333. Tamale - A National Dish Of Mexico

Boil a pound of fresh pork, or veal, or a small fowl until tender; then remove skin and bones and shred coarsely. Scald a cup and a half of white corn meal in enough of the broth, well salted, to make a stiff mush to which add a tablespoon of lard. Fry the meat slightly in a large spoon of color (No. 119), then skim out and stir in a little ground chile, a tablespoon of flour and enough broth to make a very thick sauce, which add to the meat, also a dozen ripe olives and a sliced hard boiled egg. Have ready five dozen or more selected dried corn leaves, which have been soaked in tepid water until pliable. Dry them and cut in uniform lengths; then gather into bunches of ten and tie at one end. Form the meat mixture into two-inch oblong rolls, place each on a leaf in a tamale, and fold in another leaf; then spread layers of the cornmeal mush on the inside of the other leaves. When all are tried, roll to look like a large bon-bon, tie the ends and cook in boiling water for about two hours.

334. Tamale Loaf

Cut a flank steak into cubes. Chop an onion, a chile pepper and a tomato fine, and fry slowly in a large spoon of lard with the meat, adding a little water, from time to time, to keep from burning. When brown add enough boiling water to make a pint of gravy and simmer until the beef is tender; then season with salt and a teaspoon of chile powder. Skim out the meat and pass through a fine chopper, return to the gravy and thicken with white corn-meal - enough to make it like thick mush. Press it into a greased bread tin with a weight on it and when cold cut in thick slices and fry. Serve with chile sauce (No. 117).

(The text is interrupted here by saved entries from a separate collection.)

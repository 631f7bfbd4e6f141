//! Configuration loading for Subito.
//!
//! Subito turns a multi-track score into one rehearsal file per part. The
//! configuration tells it which instruments exist (`[parts]`), which
//! orderings of instruments a score may use (`[layouts]`), how loud the
//! soloed and background tracks are (`[settings]`), and which external
//! programs do the MIDI conversions (`[tools]`).
//!
//! Part and layout definitions are kept as raw strings here. Validating
//! them is the engine's job, because repairing a bad entry may need the
//! operator.
//!
//! # Config File Locations
//!
//! Files are loaded in order (later wins):
//! 1. `~/.config/subito/config.toml` (user)
//! 2. `./subito.toml` (local override), or the `--config` path instead
//! 3. Environment variables (`SUBITO_*`)
//!
//! # Example Config
//!
//! ```toml
//! [settings]
//! foreground_volume = 127
//! background_volume = 80
//! layout_priority = "satb"
//!
//! [parts]
//! soprano = "52, 0"
//! alto = "53, 0"
//!
//! [layouts]
//! duet = "soprano, alto"
//! ```
//!
//! Section and key names are matched without regard to case or
//! underscores, so `[SETTINGS]` with `ForegroundVolume = 127` works too.

pub mod loader;
pub mod settings;

pub use loader::{discover_config_files_with_override, ConfigSources};
pub use settings::{Settings, ToolsConfig};

use std::path::{Path, PathBuf};
use thiserror::Error;

/// Configuration loading errors.
#[derive(Debug, Error)]
pub enum ConfigError {
    #[error("Failed to read config file {path}: {source}")]
    FileRead {
        path: PathBuf,
        source: std::io::Error,
    },

    #[error("Failed to parse config file {path}: {message}")]
    Parse { path: PathBuf, message: String },

    #[error("Config file {0} does not exist")]
    Missing(PathBuf),
}

/// One `name = "definition"` line from `[parts]` or `[layouts]`.
#[derive(Debug, Clone, PartialEq, Eq)]
pub struct RawEntry {
    pub name: String,
    pub definition: String,
}

impl RawEntry {
    pub fn new(name: impl Into<String>, definition: impl Into<String>) -> Self {
        RawEntry {
            name: name.into(),
            definition: definition.into(),
        }
    }
}

/// Complete Subito configuration.
#[derive(Debug, Clone, Default)]
pub struct SubitoConfig {
    pub settings: Settings,

    pub tools: ToolsConfig,

    /// Part definitions, in file order.
    pub parts: Vec<RawEntry>,

    /// Layout definitions, in file order.
    pub layouts: Vec<RawEntry>,
}

impl SubitoConfig {
    /// Load configuration from optional path and return information about sources.
    ///
    /// An explicit path that does not exist is an error; the standard
    /// locations are simply skipped when absent.
    pub fn load_with_sources_from(
        config_path: Option<&Path>,
    ) -> Result<(Self, ConfigSources), ConfigError> {
        if let Some(path) = config_path {
            if !path.exists() {
                return Err(ConfigError::Missing(path.to_path_buf()));
            }
        }

        let mut sources = ConfigSources::default();
        let mut config = SubitoConfig::default();

        for path in loader::discover_config_files_with_override(config_path) {
            loader::load_into(&mut config, &path)?;
            sources.files.push(path);
        }

        loader::apply_env_overrides(&mut config, &mut sources);

        Ok((config, sources))
    }
}
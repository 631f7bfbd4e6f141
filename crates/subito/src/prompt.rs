//! Operator interaction.
//!
//! The engine never reads stdin directly. Anything that needs a human goes
//! through a [`Prompter`], so the same code runs against a terminal, a
//! pipe, or a scripted list of answers in tests.

use crate::{Error, Result};
use std::collections::VecDeque;

/// Source of operator answers and sink for operator-facing messages.
pub trait Prompter {
    /// Show a line to the operator.
    fn say(&mut self, line: &str);

    /// Ask a question and block for the answer.
    ///
    /// Returns `Ok(None)` when the operator has closed input; callers decide
    /// whether that means "give up" or "take the default".
    fn ask(&mut self, question: &str) -> Result<Option<String>>;
}

impl<P: Prompter + ?Sized> Prompter for &mut P {
    fn say(&mut self, line: &str) {
        (**self).say(line)
    }

    fn ask(&mut self, question: &str) -> Result<Option<String>> {
        (**self).ask(question)
    }
}

/// Ask and insist on an answer. Closed input becomes [`Error::Aborted`].
pub(crate) fn ask_required(prompter: &mut dyn Prompter, question: &str) -> Result<String> {
    match prompter.ask(question)? {
        Some(answer) => Ok(answer.trim().to_string()),
        None => Err(Error::Aborted(question.trim().to_string())),
    }
}

/// Answers from a fixed queue, recording everything that was shown.
///
/// Once the queue is empty every question gets `None`, as if the operator
/// had closed input.
#[derive(Debug, Default, Clone)]
pub struct ScriptedPrompter {
    answers: VecDeque<String>,
    transcript: Vec<String>,
}

impl ScriptedPrompter {
    pub fn new<I, S>(answers: I) -> Self
    where
        I: IntoIterator<Item = S>,
        S: Into<String>,
    {
        ScriptedPrompter {
            answers: answers.into_iter().map(Into::into).collect(),
            transcript: Vec::new(),
        }
    }

    /// Prompter that never has an answer.
    pub fn silent() -> Self {
        Self::default()
    }

    /// Every line shown and question asked, in order.
    pub fn transcript(&self) -> &[String] {
        &self.transcript
    }

    /// Number of answers not yet consumed.
    pub fn remaining(&self) -> usize {
        self.answers.len()
    }

    /// True if any transcript line contains `needle`.
    pub fn saw(&self, needle: &str) -> bool {
        self.transcript.iter().any(|line| line.contains(needle))
    }
}

impl Prompter for ScriptedPrompter {
    fn say(&mut self, line: &str) {
        self.transcript.push(line.to_string());
    }

    fn ask(&mut self, question: &str) -> Result<Option<String>> {
        self.transcript.push(question.to_string());
        Ok(self.answers.pop_front())
    }
}
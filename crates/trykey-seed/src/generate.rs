//! Random IOTA seed generation
//!
//! For users who do not have a seed yet. The generated passphrase is the only
//! copy of the key material: it should be written down, never stored digitally.

use rand::Rng;
use secrecy::SecretString;

use crate::{IOTA_SEED_LEN, TRYTE_ALPHABET};

/// Generate a new random 81-tryte passphrase.
pub fn generate_passphrase() -> SecretString {
    let mut rng = rand::thread_rng();
    let seed: String = (0..IOTA_SEED_LEN)
        .map(|_| TRYTE_ALPHABET[rng.gen_range(0..TRYTE_ALPHABET.len())] as char)
        .collect();
    SecretString::from(seed)
}

#[cfg(test)]
mod tests {
    use super::*;
    use crate::trytes::{validate, LengthCheck};
    use secrecy::ExposeSecret;

    #[test]
    fn test_generated_passphrase_is_valid() {
        let passphrase = generate_passphrase();
        validate(passphrase.expose_secret(), LengthCheck::Exact(IOTA_SEED_LEN)).unwrap();
    }

    #[test]
    fn test_generated_passphrases_differ() {
        let a = generate_passphrase();
        let b = generate_passphrase();
        assert_ne!(
            a.expose_secret(),
            b.expose_secret(),
            "random seeds must differ"
        );
    }
}
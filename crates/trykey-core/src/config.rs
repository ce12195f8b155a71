use serde::{Deserialize, Serialize};
use std::path::{Path, PathBuf};

use crate::error::{TrykeyError, TrykeyResult};

/// Top-level configuration (loaded from config.toml)
#[derive(Debug, Clone, Default, Serialize, Deserialize)]
#[serde(default)]
pub struct TrykeyConfig {
    pub log: LogConfig,
    pub derivation: DerivationConfig,
}

#[derive(Debug, Clone, Serialize, Deserialize)]
#[serde(default)]
pub struct LogConfig {
    /// Log level (default: warn)
    pub level: String,
    /// Log format: "json" or "text"
    pub format: String,
}

/// Seed derivation settings
#[derive(Debug, Clone, Serialize, Deserialize)]
#[serde(default)]
pub struct DerivationConfig {
    /// RSA key size in bits (only 2048 is accepted at derivation time)
    pub key_bits: u32,
    /// Reject passphrases whose length differs from `passphrase_len`
    pub exact_length: bool,
    /// Canonical passphrase length in trytes (default: 81)
    pub passphrase_len: usize,
}

impl Default for LogConfig {
    fn default() -> Self {
        Self {
            level: "warn".into(),
            format: "text".into(),
        }
    }
}

impl Default for DerivationConfig {
    fn default() -> Self {
        Self {
            key_bits: 2048,
            exact_length: true,
            passphrase_len: 81,
        }
    }
}

impl TrykeyConfig {
    /// Load the config file at `path`, falling back to defaults when it does not exist.
    pub fn load(path: &Path) -> TrykeyResult<Self> {
        let path = expand_tilde(path);
        if !path.exists() {
            tracing::debug!(path = %path.display(), "config file not found, using defaults");
            return Ok(Self::default());
        }

        let content = std::fs::read_to_string(&path)?;
        let config: Self = toml::from_str(&content)
            .map_err(|e| TrykeyError::Config(format!("parsing {}: {e}", path.display())))?;
        tracing::debug!(path = %path.display(), "loaded config");
        Ok(config)
    }

    /// Render the configuration as TOML.
    pub fn to_toml(&self) -> TrykeyResult<String> {
        toml::to_string_pretty(self).map_err(|e| TrykeyError::Config(e.to_string()))
    }
}

/// Expand `~` in path to the user's home directory
pub fn expand_tilde(path: &Path) -> PathBuf {
    if let Some(rest) = path.to_str().and_then(|s| s.strip_prefix("~/")) {
        if let Ok(home) = std::env::var("HOME") {
            return PathBuf::from(home).join(rest);
        }
    }
    path.to_path_buf()
}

335. Tamale Pudding - Mexican

Remove fat and bones from two pounds of fresh pork cut into small pieces and simmer until tender. Strain from the broth and brown slightly in a large spoon of color (No. 119). Add a cup of the broth, salt, and a tablespoon of chile powder and cook slowly. Heat a can of kornlet with a little milk, salt and a teaspoon of sugar. Add a tablespoon of melted lard and a beaten egg. Spread a layer on a pudding dish ; then a layer of the meat, and sprinkle with ripe olives, sliced, and repeat until the dish is full. Bake for an hour in a slow oven, sprinkling with water if too dry. Chicken can be used instead of pork.